- [REQUIRED WORK]
Copy every line from the records below that holds the word "impl".

- [RECORDS TO PROCESS]
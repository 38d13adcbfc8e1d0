//! CLI Exit Code Registry
//!
//! This is the single source of truth for all CLI exit codes.
//! Exit codes are part of the shell contract; scripts rely on them.
//!
//! | Code | Meaning                                                  |
//! |------|----------------------------------------------------------|
//! | 0    | Success                                                  |
//! | 1    | General error (unspecified)                              |
//! | 2    | Usage error (bad args, unreadable config file, bad edit) |
//! | 3    | Estimate config failed to parse or validate              |
//! | 4    | A reference sheet could not be read, or is unusable      |
//! | 5    | No paint or labour row matches the vehicle               |
//! | 6    | Nothing to estimate (not confirmed, or no parts)         |
//!
//! # Adding New Exit Codes
//!
//! 1. Add the constant
//! 2. Document what triggers it
//! 3. Update the table above
//! 4. Wire it into `CliError`'s conversions in main.rs

/// Success - command completed without errors.
pub const EXIT_SUCCESS: u8 = 0;

/// General error - unspecified failure.
/// Avoid using this; prefer a specific error code.
pub const EXIT_ERROR: u8 = 1;

/// Usage error - bad arguments, missing or unreadable files, edits that
/// name a part that is not selected.
pub const EXIT_USAGE: u8 = 2;

/// Estimate config TOML is malformed or fails validation.
pub const EXIT_INVALID_CONFIG: u8 = 3;

/// A paint, labour, tinkering or R&R sheet could not be read, or a
/// schedule lacks the identity columns needed to match a vehicle.
pub const EXIT_SOURCE: u8 = 4;

/// The vehicle selection matched no row in the paint or labour sheet.
pub const EXIT_NO_MATCH: u8 = 5;

/// The part table was not confirmed, or holds no parts.
pub const EXIT_NOTHING_TO_ESTIMATE: u8 = 6;
//! `repairgrid run`: price a part selection from an estimate config.

use std::path::{Path, PathBuf};

use repairgrid_config::Settings;
use repairgrid_estimator::headers::canonicalize;
use repairgrid_estimator::model::GarageType;
use repairgrid_estimator::selection::PartColumn;
use repairgrid_estimator::{CellValue, EstimateConfig, EstimateSession};
use repairgrid_io::{load_reference_tables, CachedSource, FileSource};

use crate::exit_codes::{EXIT_ERROR, EXIT_USAGE};
use crate::report::estimate_text;
use crate::sources::{config_base_dir, read_config};
use crate::CliError;

pub struct RunArgs {
    pub config: PathBuf,
    pub json: bool,
    pub output: Option<PathBuf>,
    pub parts: Vec<String>,
    pub sets: Vec<String>,
    pub confirm: bool,
    pub garage: Option<GarageType>,
}

/// One `--set PART:COLUMN=VALUE` edit.
#[derive(Debug, Clone, PartialEq)]
pub struct PartEdit {
    pub part: String,
    pub column: PartColumn,
    pub value: CellValue,
}

impl std::str::FromStr for PartEdit {
    type Err = String;

    fn from_str(s: &str) -> Result<Self, Self::Err> {
        let (target, value) = s
            .split_once('=')
            .ok_or_else(|| format!("invalid edit '{s}' (expected PART:COLUMN=VALUE)"))?;
        let (part, column) = target
            .rsplit_once(':')
            .ok_or_else(|| format!("invalid edit '{s}' (expected PART:COLUMN=VALUE)"))?;

        let part = canonicalize(part);
        if part.is_empty() {
            return Err(format!("invalid edit '{s}': part name is empty"));
        }
        Ok(Self {
            part,
            column: column.parse()?,
            value: CellValue::Text(value.trim().to_string()),
        })
    }
}

pub fn cmd_run(args: RunArgs) -> Result<(), CliError> {
    let config_str = read_config(&args.config)?;
    let config = EstimateConfig::from_toml(&config_str)?;
    let base_dir = config_base_dir(&args.config);

    // Part table: config first, then command-line additions and edits
    let mut session = EstimateSession::new();
    config.apply_to(&mut session)?;

    if !args.parts.is_empty() {
        let mut chosen = config.chosen_parts();
        for part in &args.parts {
            let part = canonicalize(part);
            if !part.is_empty() && !chosen.contains(&part) {
                chosen.push(part);
            }
        }
        session.sync(&chosen);
    }

    for raw in &args.sets {
        let edit: PartEdit = raw.parse().map_err(CliError::args)?;
        session
            .table_mut()
            .apply_edit(&edit.part, edit.column, &edit.value)
            .map_err(|e| {
                CliError::from(e).with_hint(format!("add it with --part {} or in [[parts]]", edit.part))
            })?;
    }

    if args.confirm {
        session.confirm();
    }

    let settings = Settings::load();
    let mut request = config.request(settings.category_rates());
    if let Some(garage) = args.garage {
        request.garage = garage;
    }

    let source = CachedSource::new(
        FileSource::from_config(&config.sources, base_dir),
        settings.cache_ttl(),
    );
    let tables = load_reference_tables(&source)?;
    let estimate = repairgrid_estimator::run(&request, &tables, &session)?;

    let output_file = args
        .output
        .clone()
        .or_else(|| config.output.json.as_ref().map(|p| resolve_output(p, base_dir)));

    if args.json || output_file.is_some() {
        let json_str = serde_json::to_string_pretty(&estimate).map_err(|e| CliError {
            code: EXIT_ERROR,
            message: format!("JSON serialization error: {e}"),
            hint: None,
        })?;

        if let Some(ref path) = output_file {
            std::fs::write(path, &json_str).map_err(|e| CliError {
                code: EXIT_USAGE,
                message: format!("cannot write {}: {e}", path.display()),
                hint: None,
            })?;
            eprintln!("wrote {}", path.display());
        }

        if args.json {
            println!("{json_str}");
            return Ok(());
        }
    }

    print!("{}", estimate_text(&estimate));
    Ok(())
}

fn resolve_output(path: &str, base_dir: &Path) -> PathBuf {
    let path = Path::new(path);
    if path.is_absolute() {
        path.to_path_buf()
    } else {
        base_dir.join(path)
    }
}
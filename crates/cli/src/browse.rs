//! `repairgrid options`, `parts` and `validate`: look at the reference
//! sheets without running an estimate.

use repairgrid_config::Settings;
use repairgrid_estimator::resolver::{cascade, PartialSelection};

use crate::exit_codes::EXIT_ERROR;
use crate::report::{options_text, parts_text, validate_text, ValidateReport};
use crate::sources::SourceArgs;
use crate::CliError;

fn print_json<T: serde::Serialize>(value: &T) -> Result<(), CliError> {
    let json_str = serde_json::to_string_pretty(value).map_err(|e| CliError {
        code: EXIT_ERROR,
        message: format!("JSON serialization error: {e}"),
        hint: None,
    })?;
    println!("{json_str}");
    Ok(())
}

pub fn cmd_options(
    sources: SourceArgs,
    maker: Option<String>,
    model: Option<String>,
    json: bool,
) -> Result<(), CliError> {
    let settings = Settings::load();
    let tables = sources.load_tables(&settings)?;

    let partial = PartialSelection {
        maker: maker.map(|m| m.trim().to_string()),
        model: model.map(|m| m.trim().to_string()),
    };
    let options = cascade(&tables, &partial);

    if options.makers.is_empty() {
        log::warn!("no makers found; check that both sheets have MAKER, MODEL, YEAR and CITY columns");
    }

    if json {
        return print_json(&options);
    }
    print!("{}", options_text(&options));
    Ok(())
}

pub fn cmd_parts(sources: SourceArgs, json: bool) -> Result<(), CliError> {
    let settings = Settings::load();
    let tables = sources.load_tables(&settings)?;
    let parts = tables.valid_parts();

    if json {
        return print_json(&parts);
    }
    print!("{}", parts_text(&parts));
    Ok(())
}

/// Report the loaded shape of every sheet. Fails when the paint or labour
/// sheet lacks an identity column, since no vehicle could ever match.
pub fn cmd_validate(sources: SourceArgs, json: bool) -> Result<(), CliError> {
    let settings = Settings::load();
    let tables = sources.load_tables(&settings)?;
    let report = ValidateReport::from_tables(&tables);

    if json {
        print_json(&report)?;
    } else {
        print!("{}", validate_text(&report));
    }

    if !report.valid {
        return Err(CliError::source("reference sheets are missing required columns")
            .with_hint("paint needs MAKER, MODEL, YEAR, CITY, W_METALLIC/SOLID; labour needs MAKER, MODEL, YEAR, CITY"));
    }
    Ok(())
}
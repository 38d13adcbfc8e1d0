//! `repairgrid-estimator`: vehicle repair cost reconciliation engine.
//!
//! Pure engine crate: receives raw sheets from a data source, normalizes them
//! into reference tables, resolves the vehicle context and prices the user's
//! part selection. No CLI or IO dependencies.

pub mod calculator;
pub mod config;
pub mod engine;
pub mod error;
pub mod headers;
pub mod loader;
pub mod model;
pub mod numeric;
pub mod resolver;
pub mod selection;

pub use config::{CategoryRates, EstimateConfig};
pub use engine::{run, EstimateRequest};
pub use error::EstimateError;
pub use model::{CellValue, Estimate, RawSheet, ReferenceTables, VehicleSelection};
pub use selection::{EstimateSession, PartRecord, PartTable};
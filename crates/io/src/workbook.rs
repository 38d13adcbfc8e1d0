// Workbook sheet reading (xlsx, xlsm, xls, ods)

use std::path::Path;

use calamine::{open_workbook_auto, Data, Reader};

use repairgrid_estimator::CellValue;

use crate::error::SourceError;

const WORKBOOK_EXTENSIONS: [&str; 5] = ["xlsx", "xlsm", "xlsb", "xls", "ods"];

/// True when the path names a spreadsheet workbook rather than a CSV file.
pub fn is_workbook(path: &Path) -> bool {
    path.extension()
        .and_then(|e| e.to_str())
        .map(|e| WORKBOOK_EXTENSIONS.contains(&e.to_ascii_lowercase().as_str()))
        .unwrap_or(false)
}

/// Read one worksheet as a grid. `sheet` selects by name; `None` takes the
/// first worksheet.
pub fn read_grid(path: &Path, sheet: Option<&str>) -> Result<Vec<Vec<CellValue>>, SourceError> {
    let mut workbook = open_workbook_auto(path).map_err(|e| SourceError::workbook(path, e))?;

    let names = workbook.sheet_names();
    let name = match sheet {
        Some(wanted) => names
            .iter()
            .find(|n| n.trim().eq_ignore_ascii_case(wanted.trim()))
            .cloned()
            .ok_or_else(|| {
                SourceError::workbook(
                    path,
                    format!("no worksheet named '{wanted}' (found: {})", names.join(", ")),
                )
            })?,
        None => names
            .first()
            .cloned()
            .ok_or_else(|| SourceError::workbook(path, "workbook contains no sheets"))?,
    };

    let range = workbook
        .worksheet_range(&name)
        .map_err(|e| SourceError::workbook(path, format!("sheet '{name}': {e}")))?;

    let grid: Vec<Vec<CellValue>> = range
        .rows()
        .map(|row| row.iter().map(cell_value).collect())
        .collect();

    log::debug!("{}#{name}: {} row(s)", path.display(), grid.len());
    Ok(grid)
}

fn cell_value(cell: &Data) -> CellValue {
    match cell {
        Data::Empty => CellValue::Empty,
        Data::String(s) if s.trim().is_empty() => CellValue::Empty,
        Data::String(s) => CellValue::Text(s.clone()),
        Data::Float(n) => CellValue::Number(*n),
        Data::Int(n) => CellValue::Number(*n as f64),
        Data::Bool(b) => CellValue::Bool(*b),
        // Error cells price as zero downstream
        Data::Error(e) => CellValue::Text(format!("#{e:?}")),
        Data::DateTime(dt) => CellValue::Number(dt.as_f64()),
        Data::DateTimeIso(s) | Data::DurationIso(s) => CellValue::Text(s.clone()),
    }
}

#[cfg(test)]
mod tests {
    use super::*;
    use rust_xlsxwriter::Workbook;
    use tempfile::tempdir;

    fn write_book(path: &Path) {
        let mut book = Workbook::new();

        let paint = book.add_worksheet();
        paint.set_name("Paint").unwrap();
        paint.write_string(0, 0, "MAKER").unwrap();
        paint.write_string(0, 1, "YEAR").unwrap();
        paint.write_string(0, 2, "BONNET").unwrap();
        paint.write_string(1, 0, "TOYOTA").unwrap();
        paint.write_number(1, 1, 2020).unwrap();
        paint.write_number(1, 2, 1000.5).unwrap();

        let labour = book.add_worksheet();
        labour.set_name("Labour").unwrap();
        labour.write_string(0, 0, "MAKER").unwrap();
        labour.write_boolean(1, 0, true).unwrap();

        book.save(path).unwrap();
    }

    #[test]
    fn detects_workbook_extensions() {
        assert!(is_workbook(Path::new("rates.xlsx")));
        assert!(is_workbook(Path::new("RATES.ODS")));
        assert!(!is_workbook(Path::new("rates.csv")));
        assert!(!is_workbook(Path::new("rates")));
    }

    #[test]
    fn first_sheet_by_default() {
        let dir = tempdir().unwrap();
        let path = dir.path().join("book.xlsx");
        write_book(&path);

        let grid = read_grid(&path, None).unwrap();
        assert_eq!(grid.len(), 2);
        assert_eq!(grid[0][0], CellValue::Text("MAKER".into()));
        assert_eq!(grid[1][1], CellValue::Number(2020.0));
        assert_eq!(grid[1][2], CellValue::Number(1000.5));
    }

    #[test]
    fn named_sheet_case_insensitive() {
        let dir = tempdir().unwrap();
        let path = dir.path().join("book.xlsx");
        write_book(&path);

        let grid = read_grid(&path, Some("labour")).unwrap();
        assert_eq!(grid[1][0], CellValue::Bool(true));
    }

    #[test]
    fn unknown_sheet_is_error() {
        let dir = tempdir().unwrap();
        let path = dir.path().join("book.xlsx");
        write_book(&path);

        let err = read_grid(&path, Some("Rnr")).unwrap_err();
        match err {
            SourceError::Workbook { message, .. } => {
                assert!(message.contains("Paint, Labour"), "{message}")
            }
            other => panic!("unexpected {other:?}"),
        }
    }
}
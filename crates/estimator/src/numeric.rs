//! Lenient numeric parsing and presentation rounding.
//!
//! Every number the engine reads (reference cells, user edits) goes through
//! [`safe_number`], which never fails: anything unusable becomes `0.0`.

use serde::Serializer;

use crate::model::CellValue;

/// Parse a number the way a spreadsheet user would type it:
/// - Strip `$`, commas, whitespace
/// - Handle `(123.45)` → `-123.45`
/// - Accept exponents (`1e3`)
/// - Returns None for anything else, and for NaN / infinity
pub fn parse_number(s: &str) -> Option<f64> {
    let trimmed = s.trim();
    if trimmed.is_empty() {
        return None;
    }

    let (is_negative, inner) = if trimmed.starts_with('(') && trimmed.ends_with(')') {
        (true, &trimmed[1..trimmed.len() - 1])
    } else {
        (false, trimmed)
    };

    let cleaned: String = inner
        .chars()
        .filter(|c| *c != '$' && *c != ',' && !c.is_whitespace())
        .collect();

    if cleaned.is_empty() {
        return None;
    }

    // Only plain decimal notation; rejects "inf", "nan" and friends.
    if !cleaned
        .chars()
        .all(|c| c.is_ascii_digit() || matches!(c, '.' | '-' | '+' | 'e' | 'E'))
    {
        return None;
    }
    if is_negative && cleaned.starts_with(['-', '+']) {
        return None;
    }

    let value: f64 = cleaned.parse().ok()?;
    if !value.is_finite() {
        return None;
    }
    Some(if is_negative { -value } else { value })
}

/// Numeric value of a cell, `0.0` when missing or unparseable.
pub fn safe_number(cell: &CellValue) -> f64 {
    match cell {
        CellValue::Empty => 0.0,
        CellValue::Number(n) if n.is_finite() => *n,
        CellValue::Number(_) => 0.0,
        CellValue::Bool(b) => {
            if *b {
                1.0
            } else {
                0.0
            }
        }
        CellValue::Text(s) => parse_number(s).unwrap_or(0.0),
    }
}

/// Round to cents for display. Accumulation never goes through this.
pub fn round2(value: f64) -> f64 {
    let rounded = (value * 100.0).round() / 100.0;
    // Avoid printing "-0.00"
    if rounded == 0.0 {
        0.0
    } else {
        rounded
    }
}

/// `serialize_with` helper: emit a cost rounded to 2 decimal places.
pub fn serialize_round2<S: Serializer>(value: &f64, serializer: S) -> Result<S::Ok, S::Error> {
    serializer.serialize_f64(round2(*value))
}
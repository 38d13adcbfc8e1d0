//! `repairgrid shell`: an interactive estimate session.
//!
//! One session holds the vehicle selection and the part table across
//! commands. Every `estimate` is a fresh pass over the sheets; reads go
//! through the TTL cache, so edits to the files show up once the cache
//! window lapses (or after `reload`).

use std::io::{self, BufRead, IsTerminal, Write};

use repairgrid_config::Settings;
use repairgrid_estimator::headers::canonicalize;
use repairgrid_estimator::loader::coerce_year;
use repairgrid_estimator::model::{GarageType, VehicleSelection};
use repairgrid_estimator::resolver::{cascade, PartialSelection};
use repairgrid_estimator::{
    CategoryRates, CellValue, EstimateConfig, EstimateRequest, EstimateSession, ReferenceTables,
};
use repairgrid_io::{load_reference_tables, CachedSource, FileSource, TableSource};

use crate::estimate::PartEdit;
use crate::exit_codes::EXIT_ERROR;
use crate::report::{estimate_text, options_text, part_table_text, parts_text};
use crate::sources::{config_base_dir, read_config, SourceArgs};
use crate::CliError;

const HELP: &str = "\
Commands:
  parts                        list parts offered by the labour sheet
  options                      list makers, models, years, cities, finishes
  vehicle                      show the current vehicle
  vehicle <field> <value>      set maker, model, year, city, finish or garage
  add <PART>[, <PART>...]      select parts
  remove <PART>[, <PART>...]   drop parts (their edits are discarded)
  set <PART>:<COLUMN>=<VALUE>  edit disc, rnr, rnr_cost, tinkering, tinkering_cost
  table                        show the part table
  confirm                      confirm parts and costs
  unconfirm                    withdraw confirmation
  estimate                     compute the estimate
  json                         compute the estimate as JSON
  reload                       re-read the sheets on next use
  help                         this text
  quit                         leave the shell";

// ---------------------------------------------------------------------------
// Commands
// ---------------------------------------------------------------------------

#[derive(Debug, Clone, PartialEq)]
pub enum ShellCommand {
    Help,
    Parts,
    Options,
    ShowVehicle,
    SetVehicle { field: VehicleField, value: String },
    Add(Vec<String>),
    Remove(Vec<String>),
    Set(PartEdit),
    Table,
    Confirm,
    Unconfirm,
    Estimate { json: bool },
    Reload,
    Quit,
}

#[derive(Debug, Clone, Copy, PartialEq, Eq)]
pub enum VehicleField {
    Maker,
    Model,
    Year,
    City,
    Finish,
    Garage,
}

impl std::str::FromStr for VehicleField {
    type Err = String;

    fn from_str(s: &str) -> Result<Self, Self::Err> {
        match s.to_ascii_lowercase().as_str() {
            "maker" => Ok(Self::Maker),
            "model" => Ok(Self::Model),
            "year" => Ok(Self::Year),
            "city" => Ok(Self::City),
            "finish" => Ok(Self::Finish),
            "garage" => Ok(Self::Garage),
            other => Err(format!(
                "unknown vehicle field '{other}' (expected maker, model, year, city, finish or garage)"
            )),
        }
    }
}

fn part_list(rest: &str) -> Result<Vec<String>, String> {
    let parts: Vec<String> = rest
        .split(',')
        .map(canonicalize)
        .filter(|p| !p.is_empty())
        .collect();
    if parts.is_empty() {
        return Err("name at least one part".into());
    }
    Ok(parts)
}

impl std::str::FromStr for ShellCommand {
    type Err = String;

    fn from_str(line: &str) -> Result<Self, Self::Err> {
        let line = line.trim();
        let (word, rest) = line
            .split_once(char::is_whitespace)
            .map(|(w, r)| (w, r.trim()))
            .unwrap_or((line, ""));

        match word.to_ascii_lowercase().as_str() {
            "help" | "?" => Ok(Self::Help),
            "parts" => Ok(Self::Parts),
            "options" => Ok(Self::Options),
            "vehicle" if rest.is_empty() => Ok(Self::ShowVehicle),
            "vehicle" => {
                let (field, value) = rest
                    .split_once(char::is_whitespace)
                    .ok_or_else(|| format!("missing value for vehicle {rest}"))?;
                Ok(Self::SetVehicle {
                    field: field.parse()?,
                    value: value.trim().to_string(),
                })
            }
            "add" => Ok(Self::Add(part_list(rest)?)),
            "remove" | "rm" => Ok(Self::Remove(part_list(rest)?)),
            "set" => Ok(Self::Set(rest.parse()?)),
            "table" => Ok(Self::Table),
            "confirm" => Ok(Self::Confirm),
            "unconfirm" => Ok(Self::Unconfirm),
            "estimate" => Ok(Self::Estimate { json: false }),
            "json" => Ok(Self::Estimate { json: true }),
            "reload" => Ok(Self::Reload),
            "quit" | "exit" | "q" => Ok(Self::Quit),
            other => Err(format!("unknown command '{other}' (try 'help')")),
        }
    }
}

// ---------------------------------------------------------------------------
// Session state
// ---------------------------------------------------------------------------

pub struct Shell<S: TableSource> {
    source: CachedSource<S>,
    rates: CategoryRates,
    name: String,
    vehicle: VehicleSelection,
    garage: GarageType,
    chosen: Vec<String>,
    session: EstimateSession,
}

impl<S: TableSource> Shell<S> {
    pub fn new(source: CachedSource<S>, rates: CategoryRates) -> Self {
        Self {
            source,
            rates,
            name: "shell".to_string(),
            vehicle: VehicleSelection {
                maker: String::new(),
                model: String::new(),
                year: String::new(),
                city: String::new(),
                finish: String::new(),
            },
            garage: GarageType::default(),
            chosen: Vec::new(),
            session: EstimateSession::new(),
        }
    }

    /// Start from an estimate config: its vehicle, parts, edits and
    /// confirmation.
    pub fn seed(&mut self, config: &EstimateConfig) -> Result<(), CliError> {
        let request = config.request(self.rates);
        self.name = request.name;
        self.vehicle = request.selection;
        self.garage = request.garage;
        self.rates = request.rates;
        self.chosen = config.chosen_parts();
        config.apply_to(&mut self.session)?;
        Ok(())
    }

    fn tables(&self) -> Result<ReferenceTables, CliError> {
        Ok(load_reference_tables(&self.source)?)
    }

    /// Execute one command. Returns false when the shell should exit.
    pub fn execute(&mut self, command: ShellCommand, out: &mut dyn Write) -> Result<bool, CliError> {
        match command {
            ShellCommand::Help => writeln!(out, "{HELP}")?,
            ShellCommand::Parts => write!(out, "{}", parts_text(&self.tables()?.valid_parts()))?,
            ShellCommand::Options => {
                let partial = PartialSelection {
                    maker: Some(self.vehicle.maker.clone()).filter(|m| !m.is_empty()),
                    model: Some(self.vehicle.model.clone()).filter(|m| !m.is_empty()),
                };
                write!(out, "{}", options_text(&cascade(&self.tables()?, &partial)))?;
            }
            ShellCommand::ShowVehicle => {
                writeln!(out, "vehicle: {} (garage {})", self.vehicle, self.garage)?
            }
            ShellCommand::SetVehicle { field, value } => self.set_vehicle(field, value)?,
            ShellCommand::Add(parts) => {
                for part in parts {
                    if !self.chosen.contains(&part) {
                        self.chosen.push(part);
                    }
                }
                self.session.sync(&self.chosen);
                writeln!(out, "{} part(s) selected", self.chosen.len())?;
            }
            ShellCommand::Remove(parts) => {
                self.chosen.retain(|p| !parts.contains(p));
                self.session.sync(&self.chosen);
                writeln!(out, "{} part(s) selected", self.chosen.len())?;
            }
            ShellCommand::Set(edit) => {
                self.session
                    .table_mut()
                    .apply_edit(&edit.part, edit.column, &edit.value)?;
            }
            ShellCommand::Table => {
                write!(out, "{}", part_table_text(self.session.table().records()))?;
                let state = if self.session.is_confirmed() {
                    "confirmed"
                } else {
                    "not confirmed"
                };
                writeln!(out, "({state})")?;
            }
            ShellCommand::Confirm => {
                self.session.confirm();
                writeln!(out, "confirmed {} part(s)", self.session.committed().len())?;
            }
            ShellCommand::Unconfirm => {
                self.session.revoke_confirmation();
                writeln!(out, "confirmation withdrawn")?;
            }
            ShellCommand::Estimate { json } => self.estimate(json, out)?,
            ShellCommand::Reload => {
                self.source.invalidate();
                writeln!(
                    out,
                    "sheets will be re-read (cache window {}s)",
                    self.source.ttl().as_secs()
                )?;
            }
            ShellCommand::Quit => return Ok(false),
        }
        Ok(true)
    }

    fn set_vehicle(&mut self, field: VehicleField, value: String) -> Result<(), CliError> {
        let value = value.trim().to_string();
        match field {
            VehicleField::Maker => self.vehicle.maker = value,
            VehicleField::Model => self.vehicle.model = value,
            VehicleField::Year => self.vehicle.year = coerce_year(&CellValue::Text(value)),
            VehicleField::City => self.vehicle.city = value,
            VehicleField::Finish => self.vehicle.finish = value,
            VehicleField::Garage => self.garage = value.parse().map_err(CliError::args)?,
        }
        Ok(())
    }

    fn estimate(&self, json: bool, out: &mut dyn Write) -> Result<(), CliError> {
        let v = &self.vehicle;
        if [&v.maker, &v.model, &v.year, &v.city, &v.finish]
            .iter()
            .any(|f| f.is_empty())
        {
            return Err(CliError::args("vehicle is incomplete")
                .with_hint("set maker, model, year, city and finish with 'vehicle <field> <value>'"));
        }

        let request = EstimateRequest {
            name: self.name.clone(),
            selection: self.vehicle.clone(),
            garage: self.garage,
            rates: self.rates,
        };
        let tables = self.tables()?;
        let estimate = repairgrid_estimator::run(&request, &tables, &self.session)?;

        if json {
            let json_str = serde_json::to_string_pretty(&estimate)
                .map_err(|e| CliError {
                    code: EXIT_ERROR,
                    message: format!("JSON serialization error: {e}"),
                    hint: None,
                })?;
            writeln!(out, "{json_str}")?;
        } else {
            write!(out, "{}", estimate_text(&estimate))?;
        }
        Ok(())
    }

    /// Read commands until EOF or `quit`. Command errors are reported and
    /// the session carries on.
    pub fn run_lines(
        &mut self,
        input: impl BufRead,
        out: &mut dyn Write,
        err: &mut dyn Write,
        prompt: bool,
    ) -> Result<(), CliError> {
        if prompt {
            write!(err, "> ")?;
            err.flush()?;
        }
        for line in input.lines() {
            let line = line?;
            let trimmed = line.trim();
            if !trimmed.is_empty() && !trimmed.starts_with('#') {
                let result = trimmed
                    .parse::<ShellCommand>()
                    .map_err(CliError::args)
                    .and_then(|cmd| self.execute(cmd, out));
                match result {
                    Ok(false) => return Ok(()),
                    Ok(true) => {}
                    Err(e) => {
                        writeln!(err, "error: {}", e.message)?;
                        if let Some(hint) = e.hint {
                            writeln!(err, "hint:  {hint}")?;
                        }
                    }
                }
            }
            if prompt {
                write!(err, "> ")?;
                err.flush()?;
            }
        }
        Ok(())
    }
}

- [YOUR RESPONSE]
impl std::str::FromStr for PartEdit {
impl std::str::FromStr for VehicleField {
impl std::str::FromStr for ShellCommand {
impl<S: TableSource> Shell<S> {
        input: impl BufRead,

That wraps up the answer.